Analyst David Nierengarten downgraded MacroGenics to Neutral from Outperform, while raising his price target on the shares to $26 from $20, following positive topline results from the pivotal Phase 3 SOPHIA trial evaluating margetuximab in 3/4L HER2-positive metastatic breast cancer. Overall, the topline readout met Nierengarten’s cautiously optimistic expectations for a statistically significant increase in PFS that would warrant BLA submission in 2H19 and subsequent approval. The analyst argued that the current stock reaction approaches his increased and already de-risked valuation.
https://thefly.com/landingPageNews.php?id=2860863

VBI Vaccines: DSMB recommendation to continue VBI-1901 study

VBI Vaccines announced that the independent data and safety monitoring board, or DSMB, completed its third and final safety assessment of Part A of the ongoing Phase 1/2a clinical study of VBI-1901 in recurrent glioblastoma, or GBM, patients. After reviewing the complete safety data from the fully enrolled, high-dose patient cohort, the DSMB unanimously recommended the continuation of the Phase 1/2a study without modification. Part B of the study, which is expected to enroll a cohort of up to 10 additional patients, will be an extension of the optimal therapeutic dose level from Part A of the study. The company will define the optimal dose following availability of expanded immunologic data and survival data from all three dose cohorts in Part A, which are expected later in the first half of 2019.
https://thefly.com/landingPageNews.php?id=2860869

Avadel Pharmaceuticals exits Noctiva, reduces workforce by over 50%

Avadel Pharmaceuticals announced a corporate restructuring to assure the financial health required to maximize the value of FT218, currently in Phase III development for the treatment of excessive daytime sleepiness, or EDS, and Cataplexy in patients suffering from Narcolepsy.
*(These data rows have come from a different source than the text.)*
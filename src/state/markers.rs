/// Marker layer controller
///
/// One marker per location in the visible (filtered) set. The first photo
/// at a location, in input order, is the location's representative and
/// gives the marker its position. At most one marker is active.
use crate::map::{LatLng, MapSurface, MarkerHandle, MarkerIcon};

use super::cluster::{cluster_at, same_location};
use super::data::Photo;

/// A marker placed for one location
#[derive(Debug, Clone, PartialEq)]
pub struct LocationMarker {
    pub handle: MarkerHandle,
    pub position: LatLng,
    /// Representative photo. Held by value: ids may repeat in a dataset,
    /// so looking it up again could land on another record.
    pub photo: Photo,
    /// Photos at this location within the rendered set
    pub count: usize,
}

#[derive(Debug, Default)]
pub struct MarkerLayer {
    markers: Vec<LocationMarker>,
    active: Option<MarkerHandle>,
}

impl MarkerLayer {
    /// Replace every marker with markers for `photos`.
    /// Clears the active marker.
    pub fn render<M: MapSurface>(&mut self, map: &mut M, photos: &[&Photo]) {
        for marker in self.markers.drain(..) {
            map.remove_marker(marker.handle);
        }
        self.active = None;

        for photo in photos {
            if self
                .markers
                .iter()
                .any(|marker| same_location(marker.position, photo.position))
            {
                continue;
            }

            let count = cluster_at(photo.position, photos.iter().copied()).len();
            let handle = map.add_marker(photo.position, MarkerIcon::INACTIVE);
            self.markers.push(LocationMarker {
                handle,
                position: photo.position,
                photo: (*photo).clone(),
                count,
            });
        }
    }

    pub fn markers(&self) -> &[LocationMarker] {
        &self.markers
    }

    pub fn get(&self, handle: MarkerHandle) -> Option<&LocationMarker> {
        self.markers.iter().find(|marker| marker.handle == handle)
    }

    pub fn active(&self) -> Option<&LocationMarker> {
        self.active.and_then(|handle| self.get(handle))
    }

    /// First marker whose position is at the same location as `at`
    pub fn marker_at(&self, at: LatLng) -> Option<&LocationMarker> {
        self.markers
            .iter()
            .find(|marker| same_location(marker.position, at))
    }

    /// Make `handle` the only active marker, showing its count badge.
    /// Unknown handles leave everything as it was.
    pub fn activate<M: MapSurface>(&mut self, map: &mut M, handle: MarkerHandle) -> bool {
        let Some(count) = self.get(handle).map(|marker| marker.count) else {
            return false;
        };

        if let Some(previous) = self.active.filter(|&previous| previous != handle) {
            map.set_icon(previous, MarkerIcon::INACTIVE);
        }
        map.set_icon(handle, MarkerIcon::active(count));
        self.active = Some(handle);
        true
    }

    /// Activate the marker at `at`; with no marker there, clear the active one
    pub fn activate_at<M: MapSurface>(&mut self, map: &mut M, at: LatLng) -> bool {
        match self.marker_at(at).map(|marker| marker.handle) {
            Some(handle) => self.activate(map, handle),
            None => {
                self.deactivate(map);
                false
            }
        }
    }

    pub fn deactivate<M: MapSurface>(&mut self, map: &mut M) {
        if let Some(previous) = self.active.take() {
            map.set_icon(previous, MarkerIcon::INACTIVE);
        }
    }
}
Avadel expects to realize $70M-$75M in cost reductions in 2019 as compared to 2018 as a result of the restructuring plan, driven primarily by exiting Noctiva. Noctiva’s performance since launch has been highly disappointing despite a substantial investment of resources. Once fully implemented, the plan will lower the company’s cost structure by $80M-$90M in 2020 and beyond when compared to 2018. Avadel estimates it will incur approximately $10M-$15M of one-time pre-tax charges for severance and other costs related to the restructuring, primarily during the first half of 2019. The company’s cash and marketable securities balance as of December 31, 2018 was approximately $100M. The company’s workforce will be downsized by more than 50% as part of the restructuring. The focus of the remaining company and corresponding resources include FT218 and hospital products related capabilities and functions. Separately, Avadel Specialty Pharmaceuticals, a subsidiary, responsible solely for the sales, marketing and distribution of Noctiva, has made a voluntary filing under Chapter 11 of the United States Bankruptcy Code. This action is not expected to materially impact any other aspect of the company’s business, including the ability to operate its sterile injectables hospital business and complete the FT218 Phase III clinical trial. As part of this action, Avadel expects to record in Q4 a pre-tax non-cash impairment charge of approximately $66M related to Noctiva intangible assets.